Barra Bonita - O Conselho de Defesa do Consumidor (Condecon) de Barra Bonita (68 quilômetros de Bauru) registrou um número expressivo de reclamações, nas últimas semanas, de moradores que teriam recebido conta de telefone com valores altos. Suspeita-se que as ligações sejam frutos de grampos telefônicos, supostamente feitos por criminosos no período das rebeliões ocorridas nas cadeias de Barra Bonita e Igaraçu do Tietê.

Segundo o diretor do Condecon, João Batista Missão, em um único dia (quinta-feira), o órgão de defesa do consumidor registrou 14 reclamações de moradores das duas cidades. O motivo das reclamações seriam os altos valores nas contas de telefone recebidas pelos assinantes nos últimos dois meses.

Missão suspeita que as ligações registradas nas faturas tenham sido feitas através de centrais clandestinas utilizadas por criminosos para se comunicar com presos dentro das cadeias. “Eles (os criminosos) montam as centrais clandestinas, grampeiam alguma linha, utilizam a linha e depois a descartam”, acredita.

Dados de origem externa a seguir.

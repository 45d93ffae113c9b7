use std::time::Duration;

use chrono::{DateTime, Local, TimeDelta, Utc};
use serde::{Deserialize, Serialize};

/// Shown in place of a reveal instant when the schedule did not parse.
pub const INVALID_TIME_LABEL: &str = "Invalid time";

const SECS_PER_MINUTE: u64 = 60;
const SECS_PER_HOUR: u64 = 60 * SECS_PER_MINUTE;
const SECS_PER_DAY: u64 = 24 * SECS_PER_HOUR;

/// Formats time remaining at the coarsest useful granularity.
///
/// Fractional seconds are floored. At a day or more the seconds are dropped; under an hour
/// the hours are dropped, so zero renders as `0m 0s`.
pub fn format_countdown(remaining: Duration) -> String {
    let total = remaining.as_secs();
    let days = total / SECS_PER_DAY;
    let hours = total % SECS_PER_DAY / SECS_PER_HOUR;
    let minutes = total % SECS_PER_HOUR / SECS_PER_MINUTE;
    let seconds = total % SECS_PER_MINUTE;

    if days > 0 {
        format!("{days}d {hours}h {minutes}m")
    } else if hours > 0 {
        format!("{hours}h {minutes}m {seconds}s")
    } else {
        format!("{minutes}m {seconds}s")
    }
}

/// Like [`format_countdown`] for a signed delta; negative drift renders as zero.
pub fn format_countdown_delta(delta: TimeDelta) -> String {
    format_countdown(delta.to_std().unwrap_or(Duration::ZERO))
}

/// Zone used when showing reveal instants to the user.
#[derive(Debug, Clone, Copy, Default, PartialEq, Eq, Serialize, Deserialize)]
#[serde(rename_all = "snake_case")]
pub enum DisplayZone {
    #[default]
    Local,
    Utc,
}

pub fn format_reveal_instant(instant: Option<DateTime<Utc>>, zone: DisplayZone) -> String {
    let Some(instant) = instant else {
        return INVALID_TIME_LABEL.to_string();
    };
    match zone {
        DisplayZone::Local => instant
            .with_timezone(&Local)
            .format("%Y-%m-%d %H:%M")
            .to_string(),
        DisplayZone::Utc => instant.format("%Y-%m-%d %H:%M UTC").to_string(),
    }
}
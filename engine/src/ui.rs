//! Layout primitives for the track surface.
//!
//! Everything works in unsigned surface pixels. Horizontal scrolling is a leftward pixel
//! shift applied to content rects, which are then clipped against the viewport.

use serde::{Deserialize, Serialize};

#[derive(Debug, Clone, Copy, Default, PartialEq, Eq, Serialize, Deserialize)]
pub struct Rect {
    pub x: u32,
    pub y: u32,
    pub w: u32,
    pub h: u32,
}

impl Rect {
    pub const fn new(x: u32, y: u32, w: u32, h: u32) -> Self {
        Self { x, y, w, h }
    }

    pub const fn from_size(w: u32, h: u32) -> Self {
        Self { x: 0, y: 0, w, h }
    }

    pub fn size(&self) -> Size {
        Size::new(self.w, self.h)
    }

    pub fn right(&self) -> u32 {
        self.x.saturating_add(self.w)
    }

    pub fn bottom(&self) -> u32 {
        self.y.saturating_add(self.h)
    }

    pub fn is_empty(&self) -> bool {
        self.w == 0 || self.h == 0
    }

    pub fn contains(&self, px: u32, py: u32) -> bool {
        (self.x..self.right()).contains(&px) && (self.y..self.bottom()).contains(&py)
    }

    /// Overlapping area of two rects, or `None` when they do not touch.
    pub fn intersect(&self, other: Rect) -> Option<Rect> {
        let x0 = self.x.max(other.x);
        let y0 = self.y.max(other.y);
        let x1 = self.right().min(other.right());
        let y1 = self.bottom().min(other.bottom());
        if x0 >= x1 || y0 >= y1 {
            return None;
        }
        Some(Rect::new(x0, y0, x1 - x0, y1 - y0))
    }

    /// Moves the rect left by `scroll` pixels and clips it to `viewport`.
    ///
    /// Content that scrolls past the left edge is cut off rather than wrapped.
    pub fn scrolled_into(&self, scroll: u32, viewport: Rect) -> Option<Rect> {
        let right = self.right().checked_sub(scroll)?;
        let left = self.x.saturating_sub(scroll);
        Rect::new(left, self.y, right - left, self.h).intersect(viewport)
    }

    /// The inner content area after removing `insets`. Saturates to an empty rect.
    pub fn inset(&self, insets: Insets) -> Self {
        Self {
            x: self.x.saturating_add(insets.left),
            y: self.y.saturating_add(insets.top),
            w: self.w.saturating_sub(insets.left.saturating_add(insets.right)),
            h: self.h.saturating_sub(insets.top.saturating_add(insets.bottom)),
        }
    }

    /// Places a child of `size` inside this rect, clamping the child to fit.
    pub fn place(&self, size: Size, anchor: Anchor) -> Self {
        let size = size.clamp_max(self.size());
        let (hx, vy) = anchor.split();
        Self {
            x: self.x + hx.offset(self.w, size.w),
            y: self.y + vy.offset(self.h, size.h),
            w: size.w,
            h: size.h,
        }
    }
}

#[derive(Debug, Clone, Copy, Default, PartialEq, Eq)]
pub struct Size {
    pub w: u32,
    pub h: u32,
}

impl Size {
    pub const fn new(w: u32, h: u32) -> Self {
        Self { w, h }
    }

    pub fn clamp_max(self, max: Size) -> Self {
        Self::new(self.w.min(max.w), self.h.min(max.h))
    }
}

#[derive(Debug, Clone, Copy, Default, PartialEq, Eq)]
pub struct Insets {
    pub left: u32,
    pub top: u32,
    pub right: u32,
    pub bottom: u32,
}

impl Insets {
    pub const ZERO: Insets = Insets::all(0);

    pub const fn all(v: u32) -> Self {
        Self {
            left: v,
            top: v,
            right: v,
            bottom: v,
        }
    }

    pub const fn symmetric(horizontal: u32, vertical: u32) -> Self {
        Self {
            left: horizontal,
            top: vertical,
            right: horizontal,
            bottom: vertical,
        }
    }
}

#[derive(Debug, Clone, Copy, PartialEq, Eq)]
pub enum Anchor {
    TopLeft,
    TopCenter,
    TopRight,
    CenterLeft,
    Center,
    CenterRight,
    BottomLeft,
    BottomCenter,
    BottomRight,
}

#[derive(Debug, Clone, Copy)]
enum Align {
    Start,
    Middle,
    End,
}

impl Align {
    fn offset(self, outer: u32, inner: u32) -> u32 {
        let slack = outer.saturating_sub(inner);
        match self {
            Align::Start => 0,
            Align::Middle => slack / 2,
            Align::End => slack,
        }
    }
}

impl Anchor {
    fn split(self) -> (Align, Align) {
        use Align::*;
        match self {
            Anchor::TopLeft => (Start, Start),
            Anchor::TopCenter => (Middle, Start),
            Anchor::TopRight => (End, Start),
            Anchor::CenterLeft => (Start, Middle),
            Anchor::Center => (Middle, Middle),
            Anchor::CenterRight => (End, Middle),
            Anchor::BottomLeft => (Start, End),
            Anchor::BottomCenter => (Middle, End),
            Anchor::BottomRight => (End, End),
        }
    }
}
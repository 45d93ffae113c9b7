use std::time::{Duration, Instant};

/// One observed firing of a [`Ticker`].
#[derive(Debug, Clone, Copy, PartialEq, Eq)]
pub struct Tick {
    /// Number of whole periods since the ticker started.
    pub index: u64,
    /// Periods that elapsed without being observed (the loop was busy or asleep).
    pub missed: u64,
}

/// Fixed-period timer anchored to an absolute start instant.
///
/// Deadlines are always `start + k * period`, so a late or skipped callback never shifts the
/// phase of later ticks. Callers recompute from absolute time on each tick instead of summing
/// deltas.
#[derive(Debug, Clone)]
pub struct Ticker {
    start: Instant,
    period: Duration,
    last_index: u64,
}

impl Ticker {
    pub const MIN_PERIOD: Duration = Duration::from_millis(1);

    pub fn new(start: Instant, period: Duration) -> Self {
        Self {
            start,
            period: period.max(Self::MIN_PERIOD),
            last_index: 0,
        }
    }

    pub fn period(&self) -> Duration {
        self.period
    }

    fn index_at(&self, now: Instant) -> u64 {
        let elapsed = now.saturating_duration_since(self.start);
        (elapsed.as_nanos() / self.period.as_nanos()) as u64
    }

    /// The first deadline strictly after `now`.
    pub fn next_deadline(&self, now: Instant) -> Instant {
        let next = self.index_at(now).saturating_add(1);
        let offset = self.period.as_nanos().saturating_mul(next as u128);
        self.start + Duration::from_nanos(offset.min(u64::MAX as u128) as u64)
    }

    /// Reports a tick if at least one new period boundary has passed since the last poll.
    pub fn poll(&mut self, now: Instant) -> Option<Tick> {
        let index = self.index_at(now);
        if index <= self.last_index {
            return None;
        }
        let missed = index - self.last_index - 1;
        self.last_index = index;
        Some(Tick { index, missed })
    }
}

De acordo ele, já se tornou comum, sempre que ocorrem rebeliões, as contas telefônicas de alguns moradores de cidades onde existem cadeias serem altas nos meses subsequentes. “A maior parte das ligações foram efetuadas em dois ou três dias, depois já mudam para outro número. É tudo celular, não tem uma ligação convencional”, comenta.

Somente neste mês, o Condecon registrou 30 reclamações. “Nós pedimos à Telefônica o desmembramento dessas ligações para que a pessoa pague a assinatura e para que não sofra o desligamento da linha”, avisa Missão, ressaltando que, de acordo com o Código de Defesa do Consumidor, a companhia telefônica tem que zelar pela linha do cliente.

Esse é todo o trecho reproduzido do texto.